What Time Do Options Expire?

Generally, the last opportunity to trade a monthly options contract is shortly after market close on the third Friday of the expiration month. This can be a little confusing, however, since the actual time that that an option expires is the next day (Saturday).

The expiration time and expiration date for an options contract are different. While knowing the expiration date is most useful, it can be helpful for traders to be aware of the time that options expire as well.

The Importance of Knowing When Options Expire

Since you can no longer trade an options contract once it has expired, knowing when options expire is super important for all option traders.  

Remember, buying an options contract means you’re buying the right (not the obligation) to buy or sell the assets represented in the contract at a predetermined price and within a set time. 

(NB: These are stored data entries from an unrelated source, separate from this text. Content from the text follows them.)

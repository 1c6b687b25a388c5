//! Event ingress.

use crate::server::AppState;
use axum::{
    extract::{rejection::JsonRejection, State},
    http::StatusCode,
    Json,
};
use orderbus_core::envelope::Envelope;
use orderbus_web::{CorrelationId, WebResult};
use serde::{Deserialize, Serialize};
use serde_json::Value;

/// Body of a `202 Accepted` ingress response.
#[derive(Debug, Clone, Serialize, Deserialize)]
pub struct IngestResponse {
    /// Envelope id assigned to the event
    pub id: String,
}

/// Accept an event.
///
/// The JSON body becomes the envelope `detail` verbatim. The envelope is
/// handed to the router and the request returns immediately: downstream
/// handler failures are never reflected in the response.
///
/// # Endpoint
///
/// ```text
/// POST /
/// Content-Type: application/json
///
/// {"order": {"eventtype": "new_order", "accountid": "A1", ...}}
/// ```
///
/// # Errors
///
/// Returns `400 Bad Request` if the body is not JSON, and
/// `503 Service Unavailable` once the router has started draining.
pub async fn ingest_event(
    State(state): State<AppState>,
    correlation_id: CorrelationId,
    payload: Result<Json<Value>, JsonRejection>,
) -> WebResult<(StatusCode, Json<IngestResponse>)> {
    let Json(detail) = payload?;

    let envelope = Envelope::builder()
        .source(state.events.source.as_str())
        .detail_type(state.events.bus_name.as_str())
        .region(state.events.region.as_str())
        .time(state.clock.now())
        .detail(detail)
        .build();
    let id = envelope.id();
    let event_type = envelope
        .field("detail.order.eventtype")
        .and_then(|value| value.as_str().map(str::to_owned));

    drop(state.router.submit(envelope)?);

    metrics::counter!("ingress_envelopes_total").increment(1);
    tracing::info!(
        envelope_id = %id,
        correlation_id = %correlation_id,
        event_type = event_type.as_deref().unwrap_or("unknown"),
        "Event accepted"
    );

    Ok((
        StatusCode::ACCEPTED,
        Json(IngestResponse { id: id.to_string() }),
    ))
}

Once the contract reaches the end of the set time (its expiration date), unless the buyer of the contract chooses to exercise the right, the contract expires and becomes worthless.

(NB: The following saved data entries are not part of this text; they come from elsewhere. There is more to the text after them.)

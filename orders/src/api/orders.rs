//! Order queries (read side).

use crate::server::AppState;
use axum::{
    extract::{Path, State},
    Json,
};
use orderbus_core::projection::{AccountOrderView, OrderKey, OrderRecord, VendorOrderView};
use orderbus_web::{AppError, WebResult};

/// Fetch one order by its key.
///
/// ```text
/// GET /orders/:accountid/:vendorid
/// ```
///
/// # Errors
///
/// `404` if the order does not exist, `503` if the store is unavailable.
pub async fn get_order(
    State(state): State<AppState>,
    Path((account_id, vendor_id)): Path<(String, String)>,
) -> WebResult<Json<OrderRecord>> {
    let key = OrderKey::new(account_id, vendor_id);
    let record = state
        .store
        .get(&key)
        .await?
        .ok_or_else(|| AppError::not_found("Order", &key))?;
    Ok(Json(record))
}

/// All orders of an account, ascending by `orderdate`.
///
/// ```text
/// GET /accounts/:accountid/orders
/// ```
///
/// # Errors
///
/// `503` if the store is unavailable.
pub async fn account_orders(
    State(state): State<AppState>,
    Path(account_id): Path<String>,
) -> WebResult<Json<Vec<AccountOrderView>>> {
    Ok(Json(state.store.by_account(&account_id).await?))
}

/// All orders of a vendor, ascending by `orderdate`.
///
/// ```text
/// GET /vendors/:vendorid/orders
/// ```
///
/// # Errors
///
/// `503` if the store is unavailable.
pub async fn vendor_orders(
    State(state): State<AppState>,
    Path(vendor_id): Path<String>,
) -> WebResult<Json<Vec<VendorOrderView>>> {
    Ok(Json(state.store.by_vendor(&vendor_id).await?))
}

For the seller of an option contract this can be a welcomed event since unexercised expired option contracts are the ideal outcome for many option strategies, such as “The Iron Condor Credit Spread”.

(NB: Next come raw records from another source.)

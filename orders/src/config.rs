//! Configuration management for the order service.
//!
//! Loads configuration from environment variables with sensible defaults.
//! A `.env` file is honoured by the binary (via `dotenvy`) before this runs.

use orderbus_runtime::RetryPolicy;
use serde::{Deserialize, Serialize};
use std::env;
use std::net::SocketAddr;
use std::str::FromStr;
use std::time::Duration;
use thiserror::Error;

/// Configuration that parsed but cannot be used.
#[derive(Error, Debug, Clone, PartialEq, Eq)]
pub enum ConfigError {
    /// A value is outside its allowed range
    #[error("Invalid value for {name}: {reason}")]
    Invalid {
        /// Environment variable name
        name: &'static str,
        /// What is wrong with it
        reason: String,
    },

    /// Host and port do not form a socket address
    #[error("Invalid address {0}")]
    Address(String),
}

/// Application configuration loaded from environment variables.
#[derive(Debug, Clone, Serialize, Deserialize)]
pub struct Config {
    /// HTTP server configuration
    pub server: ServerConfig,
    /// Envelope stamping and routing configuration
    pub events: EventConfig,
    /// Per-target retry and dead letter configuration
    pub retry: RetryConfig,
    /// Projection store configuration
    pub store: StoreConfig,
}

/// Server configuration
#[derive(Debug, Clone, Serialize, Deserialize)]
pub struct ServerConfig {
    /// Host to bind to
    pub host: String,
    /// Port to bind to
    pub port: u16,
    /// Log filter (trace, debug, info, warn, error, or a full directive)
    pub log_level: String,
    /// Metrics server host (for Prometheus scraping)
    pub metrics_host: String,
    /// Metrics server port
    pub metrics_port: u16,
    /// Graceful shutdown timeout in seconds
    pub shutdown_timeout: u64,
}

/// How ingress stamps envelopes and which region the audit rule watches.
#[derive(Debug, Clone, Serialize, Deserialize)]
pub struct EventConfig {
    /// Bus name, used as the envelope detail type
    pub bus_name: String,
    /// Producer identifier stamped on ingress envelopes
    pub source: String,
    /// Region stamped on ingress envelopes
    pub region: String,
    /// Region the audit rule matches
    pub audit_region: String,
}

/// Retry and dead letter configuration shared by every target.
#[derive(Debug, Clone, Serialize, Deserialize)]
pub struct RetryConfig {
    /// Total attempts per dispatch, including the first
    pub max_attempts: u32,
    /// Envelopes older than this many seconds are abandoned
    pub max_event_age_secs: u64,
    /// Backoff before the first retry, in milliseconds
    pub initial_delay_ms: u64,
    /// Backoff ceiling, in milliseconds
    pub max_delay_ms: u64,
    /// Dead letter queue capacity
    pub dlq_max_size: usize,
}

/// Projection store configuration.
///
/// Without a `DATABASE_URL` the service keeps orders in memory.
#[derive(Debug, Clone, Serialize, Deserialize)]
pub struct StoreConfig {
    /// Order table name
    pub table_name: String,
    /// `PostgreSQL` connection URL
    pub database_url: Option<String>,
    /// Maximum number of connections in the pool
    pub max_connections: u32,
}

impl Config {
    /// Load configuration from environment variables.
    ///
    /// Unparseable numeric values fall back to their defaults.
    #[must_use]
    pub fn from_env() -> Self {
        Self::from_lookup(|name| env::var(name).ok())
    }

    /// Load configuration from an arbitrary variable lookup.
    #[must_use]
    pub fn from_lookup(lookup: impl Fn(&str) -> Option<String>) -> Self {
        let string = |name: &str, default: &str| lookup(name).unwrap_or_else(|| default.to_string());

        Self {
            server: ServerConfig {
                host: string("HOST", "0.0.0.0"),
                port: parsed(&lookup, "PORT", 8080),
                log_level: string("RUST_LOG", "info"),
                metrics_host: string("METRICS_HOST", "0.0.0.0"),
                metrics_port: parsed(&lookup, "METRICS_PORT", 9090),
                shutdown_timeout: parsed(&lookup, "SHUTDOWN_TIMEOUT", 30),
            },
            events: EventConfig {
                bus_name: string("EVENT_BUS_NAME", "event_sourcing_eventbridge"),
                source: string("EVENT_SOURCE", "WebApp"),
                region: string("EVENT_REGION", "ap-southeast-2"),
                audit_region: string("AUDIT_REGION", "ap-southeast-2"),
            },
            retry: RetryConfig {
                max_attempts: parsed(&lookup, "RETRY_MAX_ATTEMPTS", 3),
                max_event_age_secs: parsed(&lookup, "RETRY_MAX_EVENT_AGE_SECS", 7200),
                initial_delay_ms: parsed(&lookup, "RETRY_INITIAL_DELAY_MS", 100),
                max_delay_ms: parsed(&lookup, "RETRY_MAX_DELAY_MS", 30_000),
                dlq_max_size: parsed(&lookup, "DLQ_MAX_SIZE", 1000),
            },
            store: StoreConfig {
                table_name: string("TABLE_NAME", "orders"),
                database_url: lookup("DATABASE_URL").filter(|url| !url.trim().is_empty()),
                max_connections: parsed(&lookup, "DATABASE_MAX_CONNECTIONS", 10),
            },
        }
    }

    /// Reject values that parse but cannot work.
    ///
    /// # Errors
    ///
    /// Returns [`ConfigError`] for zero attempts, a zero-sized dead letter
    /// queue, a backoff ceiling below the initial delay, or an unusable
    /// bind address.
    pub fn validate(&self) -> Result<(), ConfigError> {
        if self.retry.max_attempts == 0 {
            return Err(ConfigError::Invalid {
                name: "RETRY_MAX_ATTEMPTS",
                reason: "must be at least 1".to_string(),
            });
        }
        if self.retry.dlq_max_size == 0 {
            return Err(ConfigError::Invalid {
                name: "DLQ_MAX_SIZE",
                reason: "must be at least 1".to_string(),
            });
        }
        if self.retry.max_delay_ms < self.retry.initial_delay_ms {
            return Err(ConfigError::Invalid {
                name: "RETRY_MAX_DELAY_MS",
                reason: format!(
                    "{} is below RETRY_INITIAL_DELAY_MS {}",
                    self.retry.max_delay_ms, self.retry.initial_delay_ms
                ),
            });
        }
        if self.store.max_connections == 0 {
            return Err(ConfigError::Invalid {
                name: "DATABASE_MAX_CONNECTIONS",
                reason: "must be at least 1".to_string(),
            });
        }
        self.server_addr()?;
        self.metrics_addr()?;
        Ok(())
    }

    /// Address the HTTP server binds to.
    ///
    /// # Errors
    ///
    /// Returns [`ConfigError::Address`] if host and port don't parse.
    pub fn server_addr(&self) -> Result<SocketAddr, ConfigError> {
        socket_addr(&self.server.host, self.server.port)
    }

    /// Address the Prometheus scrape endpoint binds to.
    ///
    /// # Errors
    ///
    /// Returns [`ConfigError::Address`] if host and port don't parse.
    pub fn metrics_addr(&self) -> Result<SocketAddr, ConfigError> {
        socket_addr(&self.server.metrics_host, self.server.metrics_port)
    }

    /// Graceful shutdown budget.
    #[must_use]
    pub const fn shutdown_timeout(&self) -> Duration {
        Duration::from_secs(self.server.shutdown_timeout)
    }

    /// Retry policy applied to every business target.
    #[must_use]
    pub fn retry_policy(&self) -> RetryPolicy {
        RetryPolicy::builder()
            .max_attempts(self.retry.max_attempts)
            .max_event_age(Duration::from_secs(self.retry.max_event_age_secs))
            .initial_delay(Duration::from_millis(self.retry.initial_delay_ms))
            .max_delay(Duration::from_millis(self.retry.max_delay_ms))
            .build()
    }
}

impl Default for Config {
    fn default() -> Self {
        Self::from_lookup(|_| None)
    }
}

fn parsed<T: FromStr>(lookup: &impl Fn(&str) -> Option<String>, name: &str, default: T) -> T {
    lookup(name)
        .and_then(|value| value.trim().parse().ok())
        .unwrap_or(default)
}

fn socket_addr(host: &str, port: u16) -> Result<SocketAddr, ConfigError> {
    format!("{host}:{port}")
        .parse()
        .map_err(|_| ConfigError::Address(format!("{host}:{port}")))
}

#[cfg(test)]
#[allow(clippy::unwrap_used)]
mod tests {
    use super::*;
    use std::collections::HashMap;

    fn lookup(vars: &[(&str, &str)]) -> impl Fn(&str) -> Option<String> {
        let vars: HashMap<String, String> = vars
            .iter()
            .map(|(k, v)| ((*k).to_string(), (*v).to_string()))
            .collect();
        move |name| vars.get(name).cloned()
    }

    #[test]
    fn defaults_match_deployment() {
        let config = Config::default();
        assert_eq!(config.server.port, 8080);
        assert_eq!(config.events.bus_name, "event_sourcing_eventbridge");
        assert_eq!(config.events.source, "WebApp");
        assert_eq!(config.events.audit_region, "ap-southeast-2");
        assert_eq!(config.retry.max_event_age_secs, 7200);
        assert_eq!(config.store.table_name, "orders");
        assert!(config.store.database_url.is_none());
        assert!(config.validate().is_ok());
    }

    #[test]
    fn reads_overrides() {
        let config = Config::from_lookup(lookup(&[
            ("PORT", "3000"),
            ("RETRY_MAX_ATTEMPTS", "2"),
            ("AUDIT_REGION", "us-east-1"),
            ("DATABASE_URL", "postgres://localhost/orders"),
        ]));
        assert_eq!(config.server.port, 3000);
        assert_eq!(config.retry.max_attempts, 2);
        assert_eq!(config.events.audit_region, "us-east-1");
        assert_eq!(
            config.store.database_url.as_deref(),
            Some("postgres://localhost/orders")
        );
        assert_eq!(config.retry_policy().max_attempts(), 2);
    }

    #[test]
    fn unparseable_numbers_fall_back() {
        let config = Config::from_lookup(lookup(&[("PORT", "eighty"), ("DLQ_MAX_SIZE", "-1")]));
        assert_eq!(config.server.port, 8080);
        assert_eq!(config.retry.dlq_max_size, 1000);
    }

    #[test]
    fn blank_database_url_means_memory() {
        let config = Config::from_lookup(lookup(&[("DATABASE_URL", "  ")]));
        assert!(config.store.database_url.is_none());
    }

    #[test]
    fn validate_rejects_zero_attempts() {
        let config = Config::from_lookup(lookup(&[("RETRY_MAX_ATTEMPTS", "0")]));
        assert_eq!(
            config.validate().unwrap_err(),
            ConfigError::Invalid {
                name: "RETRY_MAX_ATTEMPTS",
                reason: "must be at least 1".to_string(),
            }
        );
    }

    #[test]
    fn validate_rejects_zero_dead_letter_capacity() {
        let config = Config::from_lookup(lookup(&[("DLQ_MAX_SIZE", "0")]));
        assert!(matches!(
            config.validate(),
            Err(ConfigError::Invalid { name: "DLQ_MAX_SIZE", .. })
        ));
    }

    #[test]
    fn validate_rejects_bad_host() {
        let config = Config::from_lookup(lookup(&[("HOST", "not a host")]));
        assert!(matches!(config.validate(), Err(ConfigError::Address(_))));
    }
}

But for the buyer of options, an overlooked option expiration can equate to trading losses.  

Do Options Expire at Open or Close?

According to NASDAQ, options technically expire at 11:59 AM Eastern Standard time on the date of expiration, which is a Saturday, oddly enough. Public holders of options contracts, however, must indicate their desire to trade no later than 5:30 PM on the business day preceding the option expiration date.

Most exchange-traded options contracts follow a predetermined expiration system. Equity stock option contracts listed on the US exchange will always expire on the Saturday that follows the third Friday of the month. 

An exception occurs in the case of a market holiday, in which case the expiry is on the Thursday right before Friday.

For holders who need to notify the exchange of their intent to exercise a trade, it is important to know that the notification limits (how late you can notify) vary based on where the product trades. The Chicago Board Options Exchange (CBOE), for example, requires that the trading of expiring options takes place by 3:00 PM (Central) on the third Friday of the expiration month.

Most traders do not hold an options contract until its expiration date; they will move out of the position rather than exercise it or let it expire. Traders should consult their broker regarding expiry, as some brokers will have different notification limits.

When Do Weekly Options Expire?

Weekly options contracts are shorter than regular monthly options. They expire every week, generally at market close on Fridays. Similar to regular options, exceptions include market holidays, in which case the weekly contract option would close on Thursday instead of Friday.

Can Options be Exercised Automatically?

Unless a broker or holder of an options contract has requested otherwise, an options contract will generally “exercise by exception” if it is “in the money” at the time of expiration. An options contract will not be exercised automatically if it is “out of the money” at the expiration time.

What About Index Options?

American-style index options contracts, like equity options, can be exercised any time before expiration, up to and including the third Friday of its expiration month.

Option Expiration For European Vs American Options

Similar to American-style index options, some European-style index contracts expire at the end of the day. Some options expire in the morning, however, so it is important to be aware of this and know your expiry times when trading European-style index options. 

Most monthly index options contracts expire in the morning, while weekly options expire in the afternoon. As with other options contracts, notifications of intent to exercise must be done the day before.

Summary 

Experienced traders have a keen awareness of when the options they have bought or sold will expire. Again, an overlooked option expiration can be a good or a bad thing, depending on whether you’re the option buyer or an option seller.